La soberbia surge, de acuerdo con estos diferentes imaginarios mítico-religiosos, de una violencia ejercida en contra de dioses amorosos, pero igualmente vengativos y justicieros. Y es por eso que hablar de la soberbia exige hablar de los más apasionantes dramas de la condición humana, especialmente porque la desobediencia de los soberbios se ha convertido en un principio de confrontación contra las leyes y los mandatos divinos, pero también en contra de los límites impuestos por la naturaleza y por las más diversas convenciones humanas. Así que se trata, a final de cuentas, de una pasión con irremediables implicaciones éticas y políticas, que lo mismo puede ser analizada como el ejercicio de los peores vicios que como la práctica cotidiana de las más excelentes virtudes. Buscar la excelencia humana puede ser la condición de posibilidad para explicar grandes y valiosos acontecimientos culturales, pero también para explicar los más impresionantes derrumbamientos.
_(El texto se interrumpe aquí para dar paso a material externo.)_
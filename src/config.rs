//! Run configuration.
//!
//! A [`Config`] is built once from the parsed command line and handed to every
//! command by reference. Optional settings come from two TOML files, the
//! user-wide `~/.bpm/config.toml` and the project's own `bpm.toml`:
//!
//! ```toml
//! jobs = 4
//! scheme = "https"
//! package = "github.com/acme/tool"
//!
//! [sources]
//! "github.com/acme/private" = "git@github.com:acme/private.git"
//! ```

use anyhow::{Context, Result};
use serde::Deserialize;
use std::collections::BTreeMap;
use std::fs;
use std::path::{Path, PathBuf};

/// Lockfile name, relative to the project root.
pub const LOCKFILE_NAME: &str = "bpm.json";
/// Project settings file name, relative to the project root.
pub const SETTINGS_NAME: &str = "bpm.toml";
/// Directory holding vendored checkouts, at every level of the graph.
pub const VENDOR_DIR: &str = "vendor";

const DEFAULT_SCHEME: &str = "https";

#[derive(Deserialize, Debug, Default, Clone, PartialEq)]
#[serde(deny_unknown_fields)]
pub struct Settings {
    /// Worker pool size. `0` means one worker per CPU.
    pub jobs: Option<usize>,
    /// Scheme used to turn a package identifier into a fetch URL.
    pub scheme: Option<String>,
    /// Project identity, when the `origin` remote can't provide one.
    pub package: Option<String>,
    #[serde(default)]
    pub sources: BTreeMap<String, String>,
}

impl Settings {
    pub fn parse(content: &str) -> Result<Self> {
        Ok(toml::from_str(content)?)
    }

    fn load_file(path: &Path) -> Result<Option<Self>> {
        if !path.exists() {
            return Ok(None);
        }
        let content = fs::read_to_string(path)
            .with_context(|| format!("Failed to read {}", path.display()))?;
        let settings = Self::parse(&content)
            .with_context(|| format!("Failed to parse {}", path.display()))?;
        Ok(Some(settings))
    }

    /// Layer `other` on top of `self`. Scalars in `other` win when set; source
    /// overrides merge key by key.
    pub fn merge(mut self, other: Settings) -> Self {
        if other.jobs.is_some() {
            self.jobs = other.jobs;
        }
        if other.scheme.is_some() {
            self.scheme = other.scheme;
        }
        if other.package.is_some() {
            self.package = other.package;
        }
        self.sources.extend(other.sources);
        self
    }
}

fn user_settings_path() -> Option<PathBuf> {
    dirs::home_dir().map(|home| home.join(".bpm").join("config.toml"))
}

#[derive(Debug, Clone)]
pub struct Config {
    pub project_dir: PathBuf,
    /// `--jobs` from the command line; wins over the settings files.
    pub jobs: Option<usize>,
    pub settings: Settings,
}

impl Config {
    /// Configuration with default settings and no files consulted.
    pub fn new(project_dir: impl Into<PathBuf>) -> Self {
        Self {
            project_dir: project_dir.into(),
            jobs: None,
            settings: Settings::default(),
        }
    }

    /// Read the user and project settings files, in that order of precedence.
    pub fn load(project_dir: impl Into<PathBuf>, jobs: Option<usize>) -> Result<Self> {
        let project_dir = project_dir.into();
        let mut settings = Settings::default();

        if let Some(path) = user_settings_path()
            && let Some(user) = Settings::load_file(&path)?
        {
            settings = settings.merge(user);
        }
        if let Some(project) = Settings::load_file(&project_dir.join(SETTINGS_NAME))? {
            settings = settings.merge(project);
        }

        Ok(Self {
            project_dir,
            jobs,
            settings,
        })
    }

    pub fn lockfile_path(&self) -> PathBuf {
        self.project_dir.join(LOCKFILE_NAME)
    }

    pub fn vendor_dir(&self) -> PathBuf {
        self.project_dir.join(VENDOR_DIR)
    }

    /// Worker count for the engine's pool; `0` lets rayon pick.
    pub fn worker_count(&self) -> usize {
        self.jobs.or(self.settings.jobs).unwrap_or(0)
    }

    /// Fetch URL for a package identifier, honouring `[sources]` overrides.
    pub fn source_url(&self, id: &str) -> String {
        if let Some(url) = self.settings.sources.get(id) {
            return url.clone();
        }
        let scheme = self.settings.scheme.as_deref().unwrap_or(DEFAULT_SCHEME);
        format!("{}://{}", scheme, id)
    }
}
Éste es el séptimo y último volumen de la colección universitaria Historia de los afectos. Ensayos de cine y filosofía, en el cual se reúnen los ensayos realizados por académicos que participan regularmente o como invitados en el seminario de investigación del proyecto “Cine y Filosofía II. Poéticas de la condición humana”, el cual pertenece al Programa de Apoyo a Proyectos de Investigación e Innovación Tecnológica (PAPIIT) de la Dirección General de Asuntos del Personal Académico (DGAPA) de la UNAM, y que ha sido registrado con la clave PAPIIT IN403916.
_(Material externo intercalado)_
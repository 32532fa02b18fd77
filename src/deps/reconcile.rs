use anyhow::{Context, Result, bail};
use indicatif::ProgressBar;
use rayon::prelude::*;
use std::fs;
use std::ops::{Add, AddAssign};
use std::path::Path;

use super::{Engine, package_dir};
use crate::config::VENDOR_DIR;
use crate::discover::is_package_id;
use crate::lock::{Dependencies, Entry};
use crate::ui;

/// What a reconciliation had to do to match the lockfile.
#[derive(Debug, Default, Clone, Copy, PartialEq, Eq)]
pub struct PinReport {
    pub cloned: usize,
    pub checkouts: usize,
}

impl Add for PinReport {
    type Output = PinReport;

    fn add(self, other: PinReport) -> PinReport {
        PinReport {
            cloned: self.cloned + other.cloned,
            checkouts: self.checkouts + other.checkouts,
        }
    }
}

impl AddAssign for PinReport {
    fn add_assign(&mut self, other: PinReport) {
        *self = *self + other;
    }
}

impl Engine<'_> {
    /// Bring the checkouts under `vendor` in line with `entries`, level by level.
    ///
    /// Missing checkouts are cloned, drifted branches and commits are checked
    /// out, and empty `url`/`branch`/`commit` fields are filled in from what is
    /// on disk. Any failure aborts the whole reconciliation, as does a key that
    /// is not a plain `host/org/repo` identifier.
    pub fn reconcile(&self, entries: &mut Dependencies, vendor: &Path) -> Result<PinReport> {
        if entries.is_empty() {
            return Ok(PinReport::default());
        }
        if let Some(id) = entries.keys().find(|id| !is_package_id(id)) {
            bail!("Invalid package identifier in lockfile: '{}'", id);
        }

        let pb = ui::level_progress(entries.len(), "Pinning");
        let reports: Result<Vec<PinReport>> = self.pool.install(|| {
            entries
                .par_iter_mut()
                .map(|(id, entry)| {
                    let report = self.pin(id, entry, vendor, &pb);
                    pb.inc(1);
                    report
                })
                .collect()
        });
        pb.finish_and_clear();

        let mut total = reports?
            .into_iter()
            .fold(PinReport::default(), |acc, report| acc + report);

        for (id, entry) in entries.iter_mut() {
            let nested_vendor = package_dir(vendor, id).join(VENDOR_DIR);
            total += self.reconcile(&mut entry.dependencies, &nested_vendor)?;
        }
        Ok(total)
    }

    fn pin(
        &self,
        id: &str,
        entry: &mut Entry,
        vendor: &Path,
        pb: &ProgressBar,
    ) -> Result<PinReport> {
        let dest = package_dir(vendor, id);
        let mut report = PinReport::default();

        if entry.url.is_empty() {
            entry.url = self.config.source_url(id);
        }

        if !self.vcs.is_repo(&dest) {
            if let Some(parent) = dest.parent() {
                fs::create_dir_all(parent)
                    .with_context(|| format!("Failed to create {}", parent.display()))?;
            }
            self.vcs
                .clone_repo(&entry.url, &dest)
                .with_context(|| format!("Failed to clone {}", id))?;
            report.cloned += 1;
        }

        let branch = self
            .vcs
            .current_branch(&dest)
            .with_context(|| format!("Failed to read the branch of {}", id))?;
        if !entry.branch.is_empty() && branch != entry.branch {
            self.vcs
                .checkout_branch(&dest, &entry.branch)
                .with_context(|| {
                    format!("Failed to check out branch {} of {}", entry.branch, id)
                })?;
            pb.suspend(|| ui::pinned(format!("{} -> branch {}", id, entry.branch)));
            report.checkouts += 1;
        }

        let commit = self
            .vcs
            .current_commit(&dest)
            .with_context(|| format!("Failed to read the commit of {}", id))?;
        if !entry.commit.is_empty() && commit != entry.commit {
            self.vcs
                .checkout_commit(&dest, &entry.commit)
                .with_context(|| {
                    format!("Failed to check out commit {} of {}", entry.commit, id)
                })?;
            pb.suspend(|| ui::pinned(format!("{} -> {}", id, ui::short_hash(&entry.commit))));
            report.checkouts += 1;
        }

        if entry.branch.is_empty() {
            entry.branch = branch;
        }
        if entry.commit.is_empty() {
            entry.commit = commit;
        }
        Ok(report)
    }
}

#[cfg(test)]
mod tests {
    use super::*;

    #[test]
    fn test_reports_add_up() {
        let mut total = PinReport {
            cloned: 1,
            checkouts: 0,
        };
        total += PinReport {
            cloned: 0,
            checkouts: 2,
        };
        assert_eq!(
            total,
            PinReport {
                cloned: 1,
                checkouts: 2
            }
        );
    }
}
Entre los textos compilados en este volumen se pueden leer algunas reflexiones sobre la soberbia a partir de la literatura, el cine y la filosofía, incluso la televisión, y en todos los ensayos se enfoca el análisis del tema desde diferentes contextos históricos y culturales, pero, sobre todo, se asume el compromiso de pensar las formas contemporáneas de esta pasión. Algunas reflexiones se han tejido desde los clásicos de la cinematografía mundial y no ha faltado quienes prefirieron ocuparse del tema reflexionando específicamente sobre algunas joyas del cine mexicano.

Armando Casas

Gerardo de la Fuente Lora*

Los tres García o de cuando la soberbia
no fue un (meta)pecado

I

En español, “soberbia” es una palabra que forma parte del selecto grupo de vocablos que son antónimos de sí mismos. Una bella mujer, por ejemplo, puede ser soberbia en dos sentidos muy diferentes, magnífica y a la vez insoportable, desdeñosa, pagada de sí misma. Pero no sólo una mujer, una acción, una arquitectura, un gobernante, una vida, pueden ser descritos con la doblez del calificativo. Los antónimos de sí mismos son seguramente los significantes donde el sentido da la vuelta, los filos que dividen y unen los lados del abismo. En el derecho, por ejemplo, “deposición” significa a la vez hacer una presentación y rendirse. Cuando se trata de verbos, estos autoantónimos indican a la vez la acción y la pasión, el actuar y ser actuado, así “oler”, “alquilar” o “arrendar”. Dentro de este peculiar grupo de palabras, la soberbia se singulariza porque ella es el término que refiere, por un lado, al punto de límite y retorno de la moral y, por otro, al puente que comunica a lo ético con lo estético.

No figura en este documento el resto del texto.